▸ **PROBLEM DESCRIPTION**
In the entries that follow, find the line containing "nothing is interpolated."; from there, copy every line exactly through the line containing "pub fn begin(host: &'a".

▸ **RECORDS FOR THE TASK**

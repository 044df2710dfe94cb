//! Scoped, non-animated layout transactions
//!
//! Geometry changes are collected while the transaction is open and handed
//! to the compositor in one batch when it commits. Observers never see half a
//! layout pass, and nothing is interpolated.

use smallvec::SmallVec;

use crate::host::{CompositorHost, LayerChange};

/// Batches [`LayerChange`]s and applies them on commit (or drop)
pub struct LayoutTransaction<'a> {
    host: &'a dyn CompositorHost,
    changes: SmallVec<[LayerChange; 6]>,
    committed: bool,
}

impl<'a> LayoutTransaction<'a> {
    pub fn begin(host: &'a dyn CompositorHost) -> Self {
        Self {
            host,
            changes: SmallVec::new(),
            committed: false,
        }
    }

    pub fn push(&mut self, change: LayerChange) -> &mut Self {
        self.changes.push(change);
        self
    }

    pub fn len(&self) -> usize {
        self.changes.len()
    }

    pub fn is_empty(&self) -> bool {
        self.changes.is_empty()
    }

    /// Apply the batch now
    pub fn commit(mut self) {
        self.flush();
    }

    fn flush(&mut self) {
        if self.committed {
            return;
        }
        self.committed = true;
        if self.changes.is_empty() {
            return;
        }
        tracing::trace!("layout transaction: {} changes", self.changes.len());
        self.host.apply_layout(&self.changes);
    }
}

impl Drop for LayoutTransaction<'_> {
    fn drop(&mut self) {
        self.flush();
    }
}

▸ **REPLY**
//! layout pass, and nothing is interpolated.

use smallvec::SmallVec;

use crate::host::{CompositorHost, LayerChange};

/// Batches [`LayerChange`]s and applies them on commit (or drop)
pub struct LayoutTransaction<'a> {
    host: &'a dyn CompositorHost,
    changes: SmallVec<[LayerChange; 6]>,
    committed: bool,
}

impl<'a> LayoutTransaction<'a> {
    pub fn begin(host: &'a dyn CompositorHost) -> Self {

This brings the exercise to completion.